Peanut butter sandwiches with strawberry jam.
Alfalfa sprouts in salads.
Patchouli stick incense.
Hand-made, multi-colored candles.
A silver peace symbol as a necklace.
Stained glass lamps.
Indian bedspreads.
Faded, worn blue jeans and old cowboy boots.
These are the tastes, smells, sights, and textures of Baby Boomer coming-of-age memories.
These were not just objects extracted from the montage of their everyday lives back then; these were their icons, suggesting more transcendental purposes.
Natural living. Higher consciousness. Abundant health. Artistic expression. Heightened sensuality. Spirituality. Sexual healing. Laid-back comfort.

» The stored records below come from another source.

//! Leap-second table.
//!
//! The table is read from the CDF leap-second text format published by NASA GSFC:
//!
//! ```text
//! ; comment lines start with a semicolon
//! ;  Year Month Day  Leap Seconds      Drift
//!    2015   7    1   36.0             0.0  0.0
//!    2017   1    1   37.0             0.0  0.0
//! ```
//!
//! Each entry gives the cumulative TAI − UTC offset effective from 00:00:00 UTC of
//! the listed date. The drift columns of the pre-1972 entries are not applied.

use std::fs;
use std::sync::LazyLock;
use std::time::SystemTime;

use camino::{Utf8Path, Utf8PathBuf};
use hifitime::Epoch;
use itertools::Itertools;
use log::debug;
use regex::Regex;

use crate::rotcol_errors::RotcolError;
use crate::time::calendar::{Calendar, SecondCount};

/// Compiled-in copy of the leap-second table.
const BUILTIN_TABLE: &str = include_str!("../../data/leap_seconds.txt");

/// Month in which the compiled-in table was last checked against IERS Bulletin C.
const BUILTIN_TABLE_CHECKED: (i32, u8) = (2025, 7);

static LEAP_LINE: LazyLock<Regex> = LazyLock::new(|| {
    Regex::new(r"^\s*(\d{4})\s+(\d{1,2})\s+(\d{1,2})\s+([-+]?\d+(?:\.\d*)?)(?:\s|$)").unwrap()
});

/// One row of the table.
#[derive(Debug, Clone, PartialEq)]
pub struct LeapSecondEntry {
    /// UTC date from which the offset applies.
    pub effective: Calendar,
    /// Cumulative TAI − UTC in seconds.
    pub tai_minus_utc: f64,
    pub(crate) effective_count: SecondCount,
}

/// Sorted (oldest first) leap-second entries plus the month they were retrieved.
#[derive(Debug, Clone, PartialEq)]
pub struct LeapSecondTable {
    entries: Vec<LeapSecondEntry>,
    retrieved: (i32, u8),
}

impl LeapSecondTable {
    /// Parse a table in the CDF text format.
    ///
    /// Arguments
    /// ---------
    /// * `text`: content of a leap-second file.
    /// * `retrieved`: `(year, month)` at which the content was obtained, used by the
    ///   staleness policy.
    ///
    /// Return
    /// ----------
    /// * `Err(RotcolError::InvalidLeapSecondLine)` for a data line that does not parse.
    /// * `Err(RotcolError::NoLeapSecondData)` if the text holds no entry at all.
    pub fn parse(text: &str, retrieved: (i32, u8)) -> Result<Self, RotcolError> {
        let mut entries = Vec::new();
        for line in text.lines() {
            let trimmed = line.trim();
            if trimmed.is_empty() || trimmed.starts_with(';') {
                continue;
            }
            let caps = LEAP_LINE
                .captures(trimmed)
                .ok_or_else(|| RotcolError::InvalidLeapSecondLine(trimmed.to_string()))?;

            let field = |i: usize| caps.get(i).map_or("", |m| m.as_str());
            let bad = || RotcolError::InvalidLeapSecondLine(trimmed.to_string());
            let year: i32 = field(1).parse().map_err(|_| bad())?;
            let month: u8 = field(2).parse().map_err(|_| bad())?;
            let day: u8 = field(3).parse().map_err(|_| bad())?;
            let tai_minus_utc: f64 = field(4).parse().map_err(|_| bad())?;

            let effective = Calendar::date(year, month, day).map_err(|_| bad())?;
            entries.push(LeapSecondEntry {
                effective,
                tai_minus_utc,
                effective_count: effective.to_count()?,
            });
        }

        if entries.is_empty() {
            return Err(RotcolError::NoLeapSecondData(
                "leap second text holds no entry".into(),
            ));
        }

        let entries = entries
            .into_iter()
            .sorted_by(|a, b| a.effective_count.total_cmp(&b.effective_count))
            .collect();

        Ok(LeapSecondTable { entries, retrieved })
    }

    /// Table shipped with the crate (last entry 2017-01-01, 37 s).
    pub fn builtin() -> Result<Self, RotcolError> {
        LeapSecondTable::parse(BUILTIN_TABLE, BUILTIN_TABLE_CHECKED)
    }

    /// Read a table from disk. The retrieval month is the file modification month (UTC).
    pub fn from_file(path: &Utf8Path) -> Result<Self, RotcolError> {
        let text = fs::read_to_string(path)?;
        let modified = fs::metadata(path)?.modified()?;
        debug!("leap second table read from {path}");
        LeapSecondTable::parse(&text, year_month_of(modified))
    }

    /// Entries, oldest first.
    pub fn entries(&self) -> &[LeapSecondEntry] {
        &self.entries
    }

    pub fn retrieved(&self) -> (i32, u8) {
        self.retrieved
    }

    pub fn latest(&self) -> Option<&LeapSecondEntry> {
        self.entries.last()
    }

    /// A table goes stale once `now` falls in a later half-year than its retrieval.
    ///
    /// Leap seconds are only inserted at the end of June or December, so a table
    /// retrieved in a given half-year stays authoritative until that half-year ends.
    pub fn is_stale(&self, now: (i32, u8)) -> bool {
        half_year_index(now) > half_year_index(self.retrieved)
    }
}

fn half_year_index((year, month): (i32, u8)) -> i64 {
    2 * year as i64 + ((month.max(1) - 1) / 6) as i64
}

/// UTC `(year, month)` of a file timestamp.
pub(crate) fn year_month_of(time: SystemTime) -> (i32, u8) {
    let unix = match time.duration_since(SystemTime::UNIX_EPOCH) {
        Ok(d) => d.as_secs_f64(),
        Err(e) => -e.duration().as_secs_f64(),
    };
    let (year, month, ..) = Epoch::from_unix_seconds(unix).to_gregorian_utc();
    (year, month)
}

/// UTC `(year, month)` of the system clock.
pub(crate) fn current_year_month() -> Result<(i32, u8), RotcolError> {
    let now = Epoch::now().map_err(|e| RotcolError::SystemClock(e.to_string()))?;
    let (year, month, ..) = now.to_gregorian_utc();
    Ok((year, month))
}

/// Somewhere a fresh copy of the leap-second text can be obtained from.
///
/// Network retrieval is left to implementors outside this crate.
pub trait LeapSecondSource {
    /// Return the text of a leap-second file.
    fn fetch(&self) -> Result<String, RotcolError>;

    /// Human readable origin, used in log messages.
    fn describe(&self) -> String;
}

/// Leap-second text read from a local file.
#[derive(Debug, Clone)]
pub struct FileSource {
    pub path: Utf8PathBuf,
}

impl FileSource {
    pub fn new(path: impl Into<Utf8PathBuf>) -> Self {
        FileSource { path: path.into() }
    }
}

impl LeapSecondSource for FileSource {
    fn fetch(&self) -> Result<String, RotcolError> {
        Ok(fs::read_to_string(&self.path)?)
    }

    fn describe(&self) -> String {
        self.path.to_string()
    }
}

Anti-authoritarian sentiments.
These material objects came to represent a more integrated life, greater focus, higher awareness, and spiritual well being.
Boomers intentionally added meaning beyond mere utilitarian purpose to the tastes, sounds, smells, and textures of their daily lives. Some journeyed to alternative realities through drug trips to discover extraordinary meaning in mundane, everyday objects and experiences. Some natural experiences of discovery became punctuation marks by virtue of novelty. Boomers were young then, and the world was still fresh.

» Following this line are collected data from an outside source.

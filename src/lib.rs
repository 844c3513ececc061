//! # rotcol
//!
//! Collocation of radio-occultation (RO) soundings with the footprints of
//! cross-track scanning nadir instruments (AMSU-A, ATMS, AIRS).
//!
//! Two searches share the [`CollocationSearch`](search::CollocationSearch) contract:
//! an exhaustive [`BruteForce`](search::brute_force::BruteForce) comparison with every
//! footprint, and the [`RotationCollocation`](search::rotation::RotationCollocation)
//! which moves each sounding into the orbital frame of the scanner and only needs
//! its element set. Results are [`CollocationList`](collocation::collocation_list::CollocationList)s,
//! which support set algebra and a refinement step that resolves the exact footprint.

pub mod collocation;
pub mod constants;
pub mod instruments;
pub mod occultation;
pub mod orbit;
pub mod ref_system;
pub mod report;
pub mod rotcol_errors;
pub mod search;
pub mod time;
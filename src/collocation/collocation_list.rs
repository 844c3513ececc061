use std::collections::{BTreeMap, BTreeSet};
use std::str::FromStr;

use log::info;
use serde::{Deserialize, Serialize};

use crate::collocation::{Collocation, CollocationStatus};
use crate::report::{Advisory, AdvisoryKind};
use crate::rotcol_errors::RotcolError;
use crate::time::time_system::{TimeStandard, TimeSystem};

/// Orderings of [`CollocationList::sorted`].
#[derive(Debug, Clone, Copy, PartialEq, Eq, Serialize, Deserialize)]
pub enum SortOrder {
    /// Occultation identifier.
    OccId,
    /// UTC time of the RO sounding.
    OccTime,
    /// UTC time of the nadir-scanner footprint.
    SounderTime,
}

impl FromStr for SortOrder {
    type Err = RotcolError;

    fn from_str(s: &str) -> Result<Self, Self::Err> {
        match s {
            "occid" => Ok(SortOrder::OccId),
            "occtime" => Ok(SortOrder::OccTime),
            "soundertime" => Ok(SortOrder::SounderTime),
            _ => Err(RotcolError::InvalidArgument(format!(
                "unrecognized sort order {s}"
            ))),
        }
    }
}

/// Suffix appended to the `k`-th repetition of a sort key: `a`..`z`, `za`..`zz`,
/// `zza`.. so that suffixed keys keep insertion order.
fn tie_suffix(k: usize) -> String {
    let mut suffix = "z".repeat(k / 26);
    suffix.push(char::from(b'a' + (k % 26) as u8));
    suffix
}

/// Ordered collocations, one per occultation identifier.
#[derive(Debug, Clone, Default)]
pub struct CollocationList {
    items: Vec<Collocation>,
}

impl CollocationList {
    pub fn new(items: Vec<Collocation>) -> Self {
        CollocationList { items }
    }

    pub fn push(&mut self, collocation: Collocation) {
        self.items.push(collocation);
    }

    pub fn len(&self) -> usize {
        self.items.len()
    }

    pub fn is_empty(&self) -> bool {
        self.items.is_empty()
    }

    pub fn iter(&self) -> std::slice::Iter<'_, Collocation> {
        self.items.iter()
    }

    pub fn iter_mut(&mut self) -> std::slice::IterMut<'_, Collocation> {
        self.items.iter_mut()
    }

    /// Collocation of an occultation, if any.
    pub fn get(&self, occid: &str) -> Option<&Collocation> {
        self.items.iter().find(|c| c.occid() == occid)
    }

    /// Occultation identifiers, in list order.
    pub fn occids(&self) -> Vec<&str> {
        self.items.iter().map(Collocation::occid).collect()
    }

    /// Set of occultation identifiers.
    pub fn key_set(&self) -> BTreeSet<&str> {
        self.items.iter().map(Collocation::occid).collect()
    }

    pub fn into_vec(self) -> Vec<Collocation> {
        self.items
    }

    /// Keyed view; on a duplicated identifier the first collocation is kept.
    fn keyed(&self) -> BTreeMap<&str, &Collocation> {
        let mut map = BTreeMap::new();
        for c in &self.items {
            map.entry(c.occid()).or_insert(c);
        }
        map
    }

    /// Collocations of either list, sorted by identifier. `self` wins on collisions.
    pub fn union(&self, other: &CollocationList) -> CollocationList {
        let mut merged = other.keyed();
        merged.extend(self.keyed());
        merged.into_values().cloned().collect()
    }

    /// Collocations of `self` whose identifier is also in `other`, sorted by identifier.
    pub fn intersection(&self, other: &CollocationList) -> CollocationList {
        let theirs = other.key_set();
        self.keyed()
            .into_iter()
            .filter(|(k, _)| theirs.contains(k))
            .map(|(_, c)| c.clone())
            .collect()
    }

    fn sort_key(
        collocation: &Collocation,
        order: SortOrder,
        time_system: &TimeSystem,
    ) -> Result<String, RotcolError> {
        match order {
            SortOrder::OccId => Ok(collocation.occid().to_string()),
            SortOrder::OccTime => Ok(time_system
                .calendar(collocation.occultation().time, TimeStandard::Utc)
                .isoformat()),
            SortOrder::SounderTime => {
                let time = collocation.time().ok_or_else(|| {
                    RotcolError::InvalidArgument(format!(
                        "collocation {} has no sounder time to sort on",
                        collocation.occid()
                    ))
                })?;
                Ok(time_system.calendar(time, TimeStandard::Utc).isoformat())
            }
        }
    }

    /// Copy of the list in the requested order.
    ///
    /// Equal keys get a cycling suffix so that every collocation keeps its own slot;
    /// entries with equal keys stay in list order.
    pub fn sorted(
        &self,
        order: SortOrder,
        time_system: &TimeSystem,
    ) -> Result<CollocationList, RotcolError> {
        let mut seen: BTreeMap<String, usize> = BTreeMap::new();
        let mut slots: BTreeMap<String, &Collocation> = BTreeMap::new();

        for c in &self.items {
            let key = Self::sort_key(c, order, time_system)?;
            let repeat = seen.entry(key.clone()).or_insert(0);
            slots.insert(format!("{key}{}", tie_suffix(*repeat)), c);
            *repeat += 1;
        }

        Ok(slots.into_values().cloned().collect())
    }

    /// Refine every collocation in place.
    ///
    /// Return
    /// ----------
    /// * One [`AdvisoryKind::NoSounderData`] advisory per collocation whose
    ///   refinement found no footprint. Errors abort at the first failure.
    pub fn refine_all(&mut self) -> Result<Vec<Advisory>, RotcolError> {
        let mut advisories = Vec::new();
        for c in self.items.iter_mut() {
            c.refine()?;
            if c.status() == CollocationStatus::NoSounderData {
                advisories.push(Advisory::new(
                    AdvisoryKind::NoSounderData,
                    format!("no sounder data around collocation {}", c.occid()),
                ));
            }
        }
        info!(
            "{} collocation(s) refined, {} without sounder data",
            self.items.len(),
            advisories.len()
        );
        Ok(advisories)
    }
}

impl FromIterator<Collocation> for CollocationList {
    fn from_iter<I: IntoIterator<Item = Collocation>>(iter: I) -> Self {
        CollocationList::new(iter.into_iter().collect())
    }
}

impl IntoIterator for CollocationList {
    type Item = Collocation;
    type IntoIter = std::vec::IntoIter<Collocation>;

    fn into_iter(self) -> Self::IntoIter {
        self.items.into_iter()
    }
}

impl<'a> IntoIterator for &'a CollocationList {
    type Item = &'a Collocation;
    type IntoIter = std::slice::Iter<'a, Collocation>;

    fn into_iter(self) -> Self::IntoIter {
        self.items.iter()
    }
}

/// Agreement between a reference search and a tested one over the same soundings.
#[derive(Debug, Clone, Copy, PartialEq, Eq, Serialize, Deserialize)]
pub struct ConfusionMatrix {
    pub true_positive: usize,
    pub false_positive: usize,
    pub false_negative: usize,
    pub true_negative: usize,
}

impl ConfusionMatrix {
    /// Compare the collocations of a reference search with those of a tested one.
    ///
    /// Arguments
    /// ---------
    /// * `reference`: collocations taken as truth (usually brute force).
    /// * `tested`: collocations under evaluation.
    /// * `total`: number of soundings both searches were given.
    ///
    /// Return
    /// ----------
    /// * `Err(RotcolError::InvalidArgument)` if `total` is smaller than the union of
    ///   both key sets.
    pub fn compare(
        reference: &CollocationList,
        tested: &CollocationList,
        total: usize,
    ) -> Result<Self, RotcolError> {
        let a = reference.key_set();
        let b = tested.key_set();
        let both = a.intersection(&b).count();
        let either = a.len() + b.len() - both;

        if either > total {
            return Err(RotcolError::InvalidArgument(format!(
                "{either} collocated soundings out of only {total}"
            )));
        }

        Ok(ConfusionMatrix {
            true_positive: both,
            false_negative: a.len() - both,
            false_positive: b.len() - both,
            true_negative: total - either,
        })
    }
}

As Boomers reach the 50+ and 60+ stages of life, these powerful images and experiences from youth gain renewed power when employed wisely. Boomers sometimes choose to reconnect with these icons—their mythology—to re-experience the freshness of those discoveries, at once simple in idea but complex in meaning and interpretation.
If you know the triggers to best achieve a heightened experience of your product or service, employ them.
Don’t just display your new bagel toaster; set the stage of experience. Replicate a famous rock album cover by juxtaposing with your machine a freshly toasted sandwich, brimming with chunky peanut butter and lusty strawberry jam.
Don’t just show a new home for sale, vacuous and void of furniture. Rather, before the next tour with empty nesters, light some glowing candles and a stick of sandalwood incense to add warmth to its rooms.
Don’t just gather political supporters in the name of social justice. Bring out yellow daisies, white doves, and peace symbols.
This is not to suggest that you should trot out sensual experiences from the sixties and seventies as blatant and obvious attempts to manipulate. Those who can talk the talk but did not walk the walk have done this too many times, and rather badly.
This iconographic dance is along a fine line.
Marketers often make the mistake that an advertisement should offer literal, and therefore, stereotypical reference objects about the group it is targeting. This can lead to a message that speaks down to rather than includes the target audience.
Playing the icons with the wrong tone or in the wrong context can suggest manipulation or condescension, somewhat with the same result as when an adult tries to use teenage slang and then fails to understand the subtleties of an expression.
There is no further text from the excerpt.